Our next stop was Tucson and one of my favorite national parks, Saguaro NP. Three previous visits have involved summer temperatures and quick photo ops along the scenic drive. This time, we were able to hike for a few hours and really get close to the majestic saguaros.

        Our selfie at Saguaro National Park

     Brian is dwarfed by a mature saguaro

     Kris with a younger saguaro (less than 75 years old because it has no branches yet)
 growing in the shelter of its palo verde 'nurse' tree where is sprouted.

      A very old saguaro (perhaps 150 years old) with branches on branches - magnificent!

Two nights at Picacho Peak State Park within site and sound of the interstate and railroad and a foray down gravel roads into Ironwood National Monument were next (along with a high concentration of geocaches in the area). It was great setting up camp with a giant saguaro standing guard.

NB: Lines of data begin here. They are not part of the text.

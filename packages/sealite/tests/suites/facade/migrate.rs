use migration::entities::Todos;
use migration::{CreateTodos, Migrator, MigratorTrait};
use sealite::{DatabaseConfig, Facade, FacadeConfig, FacadeError, MigrationCommand};
use test_support::{new_todo, unique_db_path, unique_str};

use crate::common::{stored_titles, todo_facade};

async fn bare_facade() -> Result<Facade, FacadeError> {
    Facade::builder()
        .threads(2)
        .label(unique_str("migrate"))
        .start()
        .await
}

#[tokio::test]
async fn test_prepare_twice_reports_migration_failure() -> Result<(), Box<dyn std::error::Error>> {
    let facade = todo_facade(2).await?;

    let err = facade.prepare(CreateTodos).await.unwrap_err();
    assert!(matches!(err, FacadeError::MigrationFailed(_)));
    assert!(err.db_err().is_some());

    // the table is untouched and still usable
    facade.save(new_todo("still here", &[])).await?;
    assert_eq!(stored_titles(&facade).await?, vec!["still here"]);

    facade.shutdown().await;
    Ok(())
}

#[tokio::test]
async fn test_revert_then_prepare_recreates_the_table() -> Result<(), Box<dyn std::error::Error>> {
    let facade = todo_facade(2).await?;
    facade.save(new_todo("doomed", &[])).await?;

    facade.revert(CreateTodos).await?;
    assert_eq!(
        facade.all::<Todos>().await.unwrap_err().code(),
        "OPERATION_FAILED"
    );

    facade.prepare(CreateTodos).await?;
    assert!(facade.all::<Todos>().await?.is_empty());

    facade.shutdown().await;
    Ok(())
}

#[tokio::test]
async fn test_status_before_any_migration() -> Result<(), Box<dyn std::error::Error>> {
    let facade = bare_facade().await?;

    let status = facade.migration_status::<Migrator>().await?;
    assert_eq!(status.backend, "Sqlite");
    assert_eq!(status.defined, Migrator::migrations().len());
    assert_eq!(status.applied, 0);
    assert_eq!(status.latest, None);
    assert!(!status.is_current());

    facade.shutdown().await;
    Ok(())
}

#[tokio::test]
async fn test_migrator_commands_move_the_schema() -> Result<(), Box<dyn std::error::Error>> {
    let facade = bare_facade().await?;

    facade.migrate::<Migrator>(MigrationCommand::Up).await?;
    let status = facade.migration_status::<Migrator>().await?;
    assert_eq!(status.applied, 2);
    assert!(status.is_current());
    assert_eq!(
        status.latest.as_deref(),
        Some("m20240101_000002_add_todo_title_index")
    );
    facade.save(new_todo("migrated", &[])).await?;

    facade.migrate::<Migrator>(MigrationCommand::Status).await?;

    facade.migrate::<Migrator>(MigrationCommand::Down).await?;
    let status = facade.migration_status::<Migrator>().await?;
    assert!(status.applied < status.defined);

    facade.migrate::<Migrator>(MigrationCommand::Fresh).await?;
    assert!(facade.migration_status::<Migrator>().await?.is_current());
    assert!(facade.all::<Todos>().await?.is_empty());

    facade.migrate::<Migrator>(MigrationCommand::Refresh).await?;
    assert!(facade.migration_status::<Migrator>().await?.is_current());

    facade.migrate::<Migrator>(MigrationCommand::Reset).await?;
    assert_eq!(facade.migration_status::<Migrator>().await?.applied, 0);

    facade.shutdown().await;
    Ok(())
}

#[tokio::test]
async fn test_file_database_survives_restart() -> Result<(), Box<dyn std::error::Error>> {
    let dir = tempfile::tempdir()?;
    let path = unique_db_path(dir.path());
    let config = FacadeConfig::new(DatabaseConfig::file(&path)).with_threads(2);

    let first = Facade::new(config.clone()).await?;
    first.migrate::<Migrator>(MigrationCommand::Up).await?;
    first.save(new_todo("persisted", &["disk"])).await?;
    first.shutdown().await;
    assert!(path.exists());

    let second = Facade::new(config).await?;
    let status = second.migration_status::<Migrator>().await?;
    assert!(status.is_current());
    assert!(status.database.ends_with(".db"));
    assert_eq!(stored_titles(&second).await?, vec!["persisted"]);
    second.shutdown().await;
    Ok(())
}
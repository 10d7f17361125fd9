use tracing_subscriber::{fmt, prelude::*, EnvFilter};

const DEFAULT_FILTER: &str = "info,sqlx=warn,sea_orm=warn";

/// Install the global subscriber; `RUST_LOG` overrides the default filter.
pub fn init_tracing(json: bool) {
    let env_filter =
        EnvFilter::try_from_default_env().unwrap_or_else(|_| EnvFilter::new(DEFAULT_FILTER));

    let fmt_layer = fmt::layer()
        .with_writer(std::io::stderr)
        .with_target(false)
        .with_file(false)
        .with_line_number(false)
        .with_thread_ids(false)
        .with_thread_names(false);

    let registry = tracing_subscriber::registry().with(env_filter);
    if json {
        registry.with(fmt_layer.with_ansi(false).json()).init();
    } else {
        registry.with(fmt_layer.without_time()).init();
    }
}
#![allow(dead_code)]

// tests/common/mod.rs
use migration::entities::{Todo, Todos};
use migration::CreateTodos;
use sealite::{Facade, FacadeError};
use test_support::unique_str;

// Logging is auto-installed for every test binary
#[ctor::ctor]
fn init_logging() {
    test_support::logging::init();
}

/// In-memory handle with `threads` lanes and the `todos` table created.
pub async fn todo_facade(threads: usize) -> Result<Facade, FacadeError> {
    let facade = Facade::builder()
        .threads(threads)
        .label(unique_str("test"))
        .start()
        .await?;
    facade.prepare(CreateTodos).await?;
    Ok(facade)
}

/// Sorted titles of every stored todo.
pub async fn stored_titles(facade: &Facade) -> Result<Vec<String>, FacadeError> {
    let mut titles: Vec<String> = facade
        .all::<Todos>()
        .await?
        .into_iter()
        .map(|t: Todo| t.title)
        .collect();
    titles.sort();
    Ok(titles)
}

        Picacho Peak State Park, Arizona

With Brian's birthday fast approaching, we made our way south to Organ Pipe Cactus National Monument. The 21-mile Ajo Mountain Drive took us 2 hours to complete – many more saguaros and organ pipe cacti. The Sonoran Desert is quite green in the winter and has more vegetation than other U.S. deserts. We looked forward to a full moon hike with a park ranger, but found ourselves in a crowd of about 50 people armed with flashlights so we declined to join the “herd.” Bright and early the next morning, we were at the Visitor Center when it opened and Brian purchased his lifetime Senior Pass. We look forward to half-price camping fees in federal recreation areas and national parks now. We have been told that the price is going up sometime this year...hopefully, not before I get my pass in May.

     Happy Birthday, Brian - he is holding his pass and has his thumb up.

     Ajo Mountain Drive, Organ Pipe Cactus National Monument

      natural arch with a tiny one above it - Organ Pipe Cactus NM

      Kris standing next to a mature Organ Pipe Cactus

      unusual crested growth in the heart of an organ pipe cactus.

We are now in Yuma, Arizona to attend a large geocaching event. Yuma has many new housing developments gobbling up the desert and numerous RV parks. We are staying in an RV park in town so here is a look at our “RV” –

Can't wait to camp at Joshua Tree National Park in California tomorrow.